Nedbank- Payment by tap of the cellphone
Nedbank is letting businesses take payment by a tap to a cellphone – no card machine required
- Nedbank now lets businesses accept payment via a credit card tap to a cellphone.
- That means no more card readers or card machines, which is great news for small businesses and informal traders.
- They can save R500 a month on hardware rental costs, for starters.
- The tech is being piloted, and will roll out during the course of the year.
- For more stories go to www.BusinessInsider.co.za.
Nedbank is now letting businesses accept payment by a tap to a phone – no card reader and no special hardware required.
“Let’s say you’re at a hairdresser, and they charge you R80 for a haircut. To pay, all they do is launch an app on their phone, and enter R80,” says Chipo Mushwana, Nedbank Divisional Executive for Emerging Payments. “You just tap your card to the back of their phone, and the payment is done.”
The bank is aiming the technology at small businesses and micro merchants. Getting a card reader or point-of-sale device can be a big hurdle for small entrepreneurs. Not only do you have to pay for the physical device cost, you also need to sort out a data connection.
Nedbank says the transaction processing fee – the small cut card companies take on every purchase – will also be less expensive than on card readers or card machines.
The company has not announced the fee yet.
By way of comparison, Chipo says card readers can be rented through Nedbank for about R500 per month. Buying the device outright costs between R1,000 and R1,500. The average transaction fee is 2.75%.

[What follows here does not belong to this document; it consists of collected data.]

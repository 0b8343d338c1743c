//! CLI module for the authentication service
//!
//! - `serve`: run the HTTP API
//! - `migrate`: apply pending database migrations, or report them with `--status`

pub mod migrate;
pub mod serve;

use clap::{Parser, Subcommand};

/// Car rental user authentication service
#[derive(Parser)]
#[command(name = "carrental-auth")]
#[command(version, about, long_about = None)]
pub struct Cli {
    #[command(subcommand)]
    pub command: Command,
}

#[derive(Subcommand)]
pub enum Command {
    /// Run the HTTP API server
    Serve,

    /// Apply pending database migrations and exit
    Migrate(migrate::MigrateArgs),
}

A Yoco device – designed to make card payments more accessible to smaller businesses – is a bit cheaper. The company is currently running a special on a Yoco Go device for R499. A beefier Yoco Pro device costs R999. In both cases you’re buying the device outright, although the company also takes a transaction fee, capped at 2.95%.
To substitute a phone for a card reader, you’ll need the app, which is free. You’ll also need an Android phone which is NFC-enabled. (Most phones do; NFC, or near-field-communication is a relatively old technology that is included as standard on a lot of smartphones.)
Unfortunately, the app won’t work on iPhones.
The customer needs a contactless payment card too. Nedbank says those are now the de-facto standard in South Africa.
Because all that’s needed is a smartphone it “makes the functionality especially valuable for SMMEs, and informal traders that could not previously accept debit and credit card payments,” says Nedbank.
However, there are security concerns. What happens, for instance, if someone enters an amount on the app and then brushes it against your pocket?
According to Nedbank, “users are not able to unknowingly make a contactless payment if they simply walk past a card reader. The cashier must first enter the purchase amount for approval and the card must be within 1 cm of the card reader to authorise the payment.”
“The mechanism is safe, provided that consumers follow the same level of safety precautions used with other methods of payment, i.e. keep their card safe and PIN secret,” said the bank.
The company is currently piloting the technology with a selection of Nedbank clients, but it will roll out the technology more widely during the second half of the year.